Morena’s own record and the numerous assurances made by Sheinbaum to Wall Street make clear that, amid the emerging escalation to global war and growing economic shocks, the next administration will put the defense of the massive fortunes of Mexican billionaires and the profits of global corporate and finance capital above the social programs, democratic rights and even the lives of the Mexican working class and poor. 

The main transformation of Mexico under AMLO has been its total integration into the North American economic platform that US and Canadian imperialism rely on to wage economic and military warfare against their rivals, above all Russia and China, both nuclear powers.

During the beginning of the COVID-19 pandemic in early 2020, as major companies in defense and other key US industries warned that they couldn’t operate without Mexican suppliers, López Obrador joined Trump in opening the factories and sacrificing hundreds of thousands of lives. Sheinbaum also dropped all major protections in 2020 and deliberately covered up the death toll in Mexico City—a clear exposure of the claim that, as a scientist, she will rule “following the data.”

In her government plan, titled “100 steps toward transformation,” Sheinbaum explicitly calls for Mexico to “to take advantage of the economic situation to replace imports mainly from Asia with regional production, with a high domestic content. The idea is to produce in North America what is consumed in North America.” This closely jibes with the “nearshoring” drive of US imperialism.

On security, she calls for the “establishment of bi-national working groups to deal with determined criminal phenomena” with the US government. She told The New York Times that she is “prepared to work with whichever candidate wins the next U.S. election,” at a time when one contender, Joe Biden, is moving headlong toward a war with Russia and the other is planning on establishing a fascistic dictatorship and conducting the mass deportation of migrants. 

While the US and Mexican ruling classes would have preferred Gálvez to win and carry out a swifter shift to the right, they have taken the measure of Sheinbaum. Bloomberg, for instance, writes: “Businesspeople see her as potentially more market-friendly than AMLO and open to change in policy areas such as energy and private investment.”

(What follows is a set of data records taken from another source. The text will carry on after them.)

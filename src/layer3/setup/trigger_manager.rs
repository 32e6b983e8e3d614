// Trigger Manager - Composite setup alert gate
// Confirmation counter + per-symbol cooldown; compression edges keyed per series

use std::collections::HashMap;
use tracing::info;

use crate::core::config::SignalThresholds;
use crate::core::types::{SeriesKey, Timeframe};

#[derive(Debug, Clone, Default)]
struct TriggerState {
    last_alert_time: Option<i64>,
    last_flat_count: u32,
    consecutive_closed_candles: u32,
}

pub struct TriggerManager {
    states: HashMap<String, TriggerState>,
    compression_states: HashMap<SeriesKey, bool>,

    cooldown_ms: i64,
    confirmation_candles: u32,
    min_bullish_flats: u32,

    // Statistics
    alerts_fired: u64,
}

impl TriggerManager {
    pub fn new(cooldown_ms: i64, confirmation_candles: u32, min_bullish_flats: u32) -> Self {
        Self {
            states: HashMap::new(),
            compression_states: HashMap::new(),
            cooldown_ms,
            confirmation_candles,
            min_bullish_flats,
            alerts_fired: 0,
        }
    }

    pub fn from_thresholds(thresholds: &SignalThresholds) -> Self {
        Self::new(
            thresholds.alert_cooldown_ms,
            thresholds.alert_confirmation_candles,
            thresholds.alert_min_bullish_flats,
        )
    }

    /// Fires once conditions have held for the confirmation count and the
    /// symbol's cooldown has elapsed. Unclosed candles never mutate state.
    pub fn should_fire_alert(
        &mut self,
        symbol: &str,
        compression_active: bool,
        bullish_flats: u32,
        is_closed: bool,
        now_ms: i64,
    ) -> bool {
        if !is_closed {
            return false;
        }

        let state = self.states.entry(symbol.to_string()).or_default();
        let conditions_met = compression_active && bullish_flats >= self.min_bullish_flats;

        if conditions_met {
            state.consecutive_closed_candles += 1;
        } else {
            state.consecutive_closed_candles = 0;
        }

        let cooldown_passed = state
            .last_alert_time
            .map_or(true, |last| now_ms - last >= self.cooldown_ms);

        if conditions_met && cooldown_passed && state.consecutive_closed_candles >= self.confirmation_candles {
            state.last_alert_time = Some(now_ms);
            state.last_flat_count = bullish_flats;
            self.alerts_fired += 1;
            info!(symbol = %symbol, bullish_flats, "Setup alert fired");
            return true;
        }

        false
    }

    /// True only when the stored flag for (symbol, tf) flips; starts false
    pub fn compression_changed(&mut self, symbol: &str, tf: Timeframe, active: bool) -> bool {
        let last = self
            .compression_states
            .entry(SeriesKey::new(symbol, tf))
            .or_insert(false);
        if *last != active {
            *last = active;
            return true;
        }
        false
    }

    pub fn flat_count_changed(&mut self, symbol: &str, count: u32) -> bool {
        let state = self.states.entry(symbol.to_string()).or_default();
        if state.last_flat_count != count {
            state.last_flat_count = count;
            return true;
        }
        false
    }

    /// Clear alert state for a symbol already being tracked
    pub fn reset(&mut self, symbol: &str) {
        if let Some(state) = self.states.get_mut(symbol) {
            *state = TriggerState::default();
        }
    }

    /// Milliseconds until the symbol may alert again; 0 when eligible
    pub fn time_until_next_alert(&self, symbol: &str, now_ms: i64) -> i64 {
        self.states
            .get(symbol)
            .and_then(|s| s.last_alert_time)
            .map_or(0, |last| (self.cooldown_ms - (now_ms - last)).max(0))
    }

    pub fn alerts_fired(&self) -> u64 { self.alerts_fired }
}

/// Dashboard title and body for a fired setup alert
pub fn alert_text(symbol: &str, bullish_flats: u32) -> (String, String) {
    (
        "A+ Setup Detected".to_string(),
        format!(
            "{}: 15m compression active with {} consecutive bullish flats on 5m",
            symbol, bullish_flats
        ),
    )
}
// Kline Frame Parser
// Binance kline messages (raw or combined-stream) into typed candles

use serde::Deserialize;
use thiserror::Error;
use tracing::warn;

use crate::core::types::{Candle, Timeframe};

// ============================================================================
// Errors
// ============================================================================

/// Parser error type
#[derive(Debug, Error)]
pub enum ParseError {
    #[error("Invalid JSON: {0}")]
    InvalidJson(String),
    #[error("Unknown event type: {0}")]
    UnknownEventType(String),
    #[error("Unknown interval: {0}")]
    UnknownInterval(String),
    #[error("Validation failed: {0}")]
    ValidationFailed(String),
}

// ============================================================================
// Parsed Kline
// ============================================================================

/// Kline with symbol and timeframe resolved
#[derive(Debug, Clone, PartialEq, serde::Serialize)]
pub struct ParsedKline {
    pub symbol: String,
    pub tf: Timeframe,
    pub candle: Candle,
    pub event_time: i64,
}

// ============================================================================
// Serde Structures (Raw Binance JSON)
// ============================================================================

/// Binance sends prices as strings; some relays send plain numbers
#[derive(Debug, Deserialize)]
#[serde(untagged)]
enum RawNumber {
    Num(f64),
    Str(String),
}

impl RawNumber {
    fn to_f64(&self, field_name: &str) -> Result<f64, ParseError> {
        let value = match self {
            RawNumber::Num(v) => *v,
            RawNumber::Str(s) => s.trim().parse::<f64>().map_err(|_| {
                ParseError::ValidationFailed(format!("Invalid {}: '{}'", field_name, s))
            })?,
        };
        if !value.is_finite() {
            return Err(ParseError::ValidationFailed(format!(
                "Non-finite {}: {}",
                field_name, value
            )));
        }
        Ok(value)
    }
}

#[derive(Debug, Deserialize)]
struct RawKlineData {
    #[serde(rename = "t")]
    open_time: i64,
    #[serde(rename = "s", default)]
    symbol: Option<String>,
    #[serde(rename = "i")]
    interval: String,
    #[serde(rename = "o")]
    open: RawNumber,
    #[serde(rename = "c")]
    close: RawNumber,
    #[serde(rename = "h")]
    high: RawNumber,
    #[serde(rename = "l")]
    low: RawNumber,
    #[serde(rename = "v", default)]
    volume: Option<RawNumber>,
    #[serde(rename = "x")]
    is_closed: bool,
}

#[derive(Debug, Deserialize)]
struct RawKline {
    #[serde(rename = "E", default)]
    event_time: i64,
    #[serde(rename = "s", default)]
    symbol: Option<String>,
    #[serde(rename = "k")]
    kline: RawKlineData,
}

// ============================================================================
// KlineParser - Stateful parser with stats
// ============================================================================

/// Parser statistics
#[derive(Debug, Clone, Default)]
pub struct ParserStats {
    pub messages_parsed: u64,
    pub parse_errors: u64,
    pub validation_failures: u64,
    pub closed_klines: u64,
    pub open_klines: u64,
}

impl ParserStats {
    pub fn error_rate(&self) -> f64 {
        let total = self.messages_parsed + self.parse_errors + self.validation_failures;
        if total > 0 {
            (self.parse_errors + self.validation_failures) as f64 / total as f64
        } else {
            0.0
        }
    }
}

#[derive(Debug, Default)]
pub struct KlineParser {
    pub stats: ParserStats,
}

impl KlineParser {
    pub fn new() -> Self {
        Self::default()
    }

    /// Parse one kline frame, updating stats on both success and failure
    pub fn parse(&mut self, raw_json: &str) -> Result<ParsedKline, ParseError> {
        let result = Self::parse_frame(raw_json);

        match &result {
            Ok(parsed) => {
                self.stats.messages_parsed += 1;
                if parsed.candle.closed {
                    self.stats.closed_klines += 1;
                } else {
                    self.stats.open_klines += 1;
                }
            }
            Err(ParseError::ValidationFailed(reason)) => {
                self.stats.validation_failures += 1;
                warn!(reason = %reason, "Kline rejected");
            }
            Err(_) => self.stats.parse_errors += 1,
        }

        result
    }

    pub fn reset_stats(&mut self) {
        self.stats = ParserStats::default();
    }

    fn parse_frame(raw_json: &str) -> Result<ParsedKline, ParseError> {
        let mut value: serde_json::Value = serde_json::from_str(raw_json)
            .map_err(|e| ParseError::InvalidJson(e.to_string()))?;

        // Unwrap combined stream format: {"stream": "...", "data": {...}}
        let data = if value.get("data").is_some() { value["data"].take() } else { value };

        let event_type = data
            .get("e")
            .and_then(|v| v.as_str())
            .ok_or_else(|| ParseError::InvalidJson("Missing event type 'e'".into()))?;
        if event_type != "kline" {
            return Err(ParseError::UnknownEventType(event_type.to_string()));
        }

        let raw: RawKline = serde_json::from_value(data)
            .map_err(|e| ParseError::InvalidJson(e.to_string()))?;
        let k = &raw.kline;

        let tf = Timeframe::from_interval(&k.interval)
            .ok_or_else(|| ParseError::UnknownInterval(k.interval.clone()))?;

        let symbol = k
            .symbol
            .as_ref()
            .or(raw.symbol.as_ref())
            .map(|s| s.to_uppercase())
            .ok_or_else(|| ParseError::InvalidJson("Missing symbol".into()))?;

        let mut candle = Candle::new(
            k.open_time,
            k.open.to_f64("kline.open")?,
            k.high.to_f64("kline.high")?,
            k.low.to_f64("kline.low")?,
            k.close.to_f64("kline.close")?,
            k.is_closed,
        );
        if let Some(volume) = &k.volume {
            candle = candle.with_volume(volume.to_f64("kline.volume")?);
        }

        Ok(ParsedKline {
            symbol,
            tf,
            candle,
            event_time: raw.event_time,
        })
    }
}

#[cfg(test)]
mod tests {
    use super::*;

    const KLINE: &str = r#"{"e":"kline","E":1700000000100,"s":"BTCUSDT","k":{"t":1700000000000,"T":1700000299999,"s":"BTCUSDT","i":"5m","f":1,"L":2,"o":"37000.10","c":"37010.00","h":"37010.00","l":"36990.50","v":"12.5","n":42,"x":true,"q":"1","V":"1","Q":"1","B":"0"}}"#;

    #[test]
    fn test_parse_raw_kline() {
        let mut parser = KlineParser::new();
        let parsed = parser.parse(KLINE).unwrap();

        assert_eq!(parsed.symbol, "BTCUSDT");
        assert_eq!(parsed.tf, Timeframe::M5);
        assert_eq!(parsed.event_time, 1700000000100);
        assert_eq!(parsed.candle.time, 1700000000000);
        assert_eq!(parsed.candle.open, 37000.10);
        assert_eq!(parsed.candle.high, 37010.00);
        assert_eq!(parsed.candle.volume, Some(12.5));
        assert!(parsed.candle.closed);
        assert_eq!(parser.stats.messages_parsed, 1);
        assert_eq!(parser.stats.closed_klines, 1);
    }

    #[test]
    fn test_parse_combined_stream_with_numeric_fields() {
        let frame = r#"{"stream":"ethusdt@kline_1h","data":{"e":"kline","E":5,"s":"ethusdt","k":{"t":3600000,"i":"1h","o":2000,"c":2001.5,"h":2002,"l":1999,"x":false}}}"#;
        let mut parser = KlineParser::new();
        let parsed = parser.parse(frame).unwrap();

        assert_eq!(parsed.symbol, "ETHUSDT");
        assert_eq!(parsed.tf, Timeframe::H1);
        assert_eq!(parsed.candle.close, 2001.5);
        assert_eq!(parsed.candle.volume, None);
        assert!(!parsed.candle.closed);
        assert_eq!(parser.stats.open_klines, 1);
    }

    #[test]
    fn test_rejects_non_finite_price() {
        let frame = KLINE.replace("\"37010.00\",\"h\"", "\"NaN\",\"h\"");
        let mut parser = KlineParser::new();
        let result = parser.parse(&frame);

        assert!(matches!(result, Err(ParseError::ValidationFailed(_))));
        assert_eq!(parser.stats.validation_failures, 1);
        assert_eq!(parser.stats.messages_parsed, 0);
    }

    #[test]
    fn test_rejects_unknown_interval_and_event() {
        let mut parser = KlineParser::new();

        let frame = KLINE.replace("\"i\":\"5m\"", "\"i\":\"7m\"");
        assert!(matches!(parser.parse(&frame), Err(ParseError::UnknownInterval(_))));

        let trade = r#"{"e":"aggTrade","s":"BTCUSDT","p":"1"}"#;
        assert!(matches!(parser.parse(trade), Err(ParseError::UnknownEventType(_))));

        assert!(matches!(parser.parse("not json"), Err(ParseError::InvalidJson(_))));
        assert_eq!(parser.stats.parse_errors, 3);
        assert!(parser.stats.error_rate() > 0.99);
    }
}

Sheinbaum has promised not to increase any taxes, including maintaining the major corporate incentives across the free trade zone on the US-Mexico border, and to maintain a strict “no deficit” policy for the government under the slogan of “Republican austerity.” This can only mean that social spending will be the first casualty of the imminent economic shocks and, above all, demands for even greater spending on the military. 

In fact, the shameless efforts by AMLO and Sheinbaum to give the military a facelift are the clearest demonstration of the real character of Morena, which has effectively allowed the traditional oligarchic parties represented by Gálvez to pose as defenders of democratic institutions. 

The AMLO administration retrieved Mexico’s former defense minister retired Gen. Salvador Cienfuegos after his arrest in the US on drug charges, has enshrined the domestic deployment of troops in the Constitution, increased the combined military budget by 150 percent, handed to the armed forces management of ports, customs and infrastructure projects, and has allowed them to continue to cover up their role in the 2014 disappearance of the 43 Ayotzinapa teaching students. 

Tens of thousands of troops are currently deployed in “migrant containment” operations and have detained record numbers of migrants at the behest of Washington. 

López Obrador has called the military “the pillar of the Mexican state,” which means that the ruling class is prepared to enforce its interests via the use of military force against opposition at home under conditions of an unprecedented level of social inequality and an explosive descent into war and barbarism globally. Absent the revolutionary intervention of the working class, the Tlatelolco massacre of hundreds of student protesters in 1968 and other deadly repressive experiences throughout Mexican history will pale in comparison to the state violence that is to come.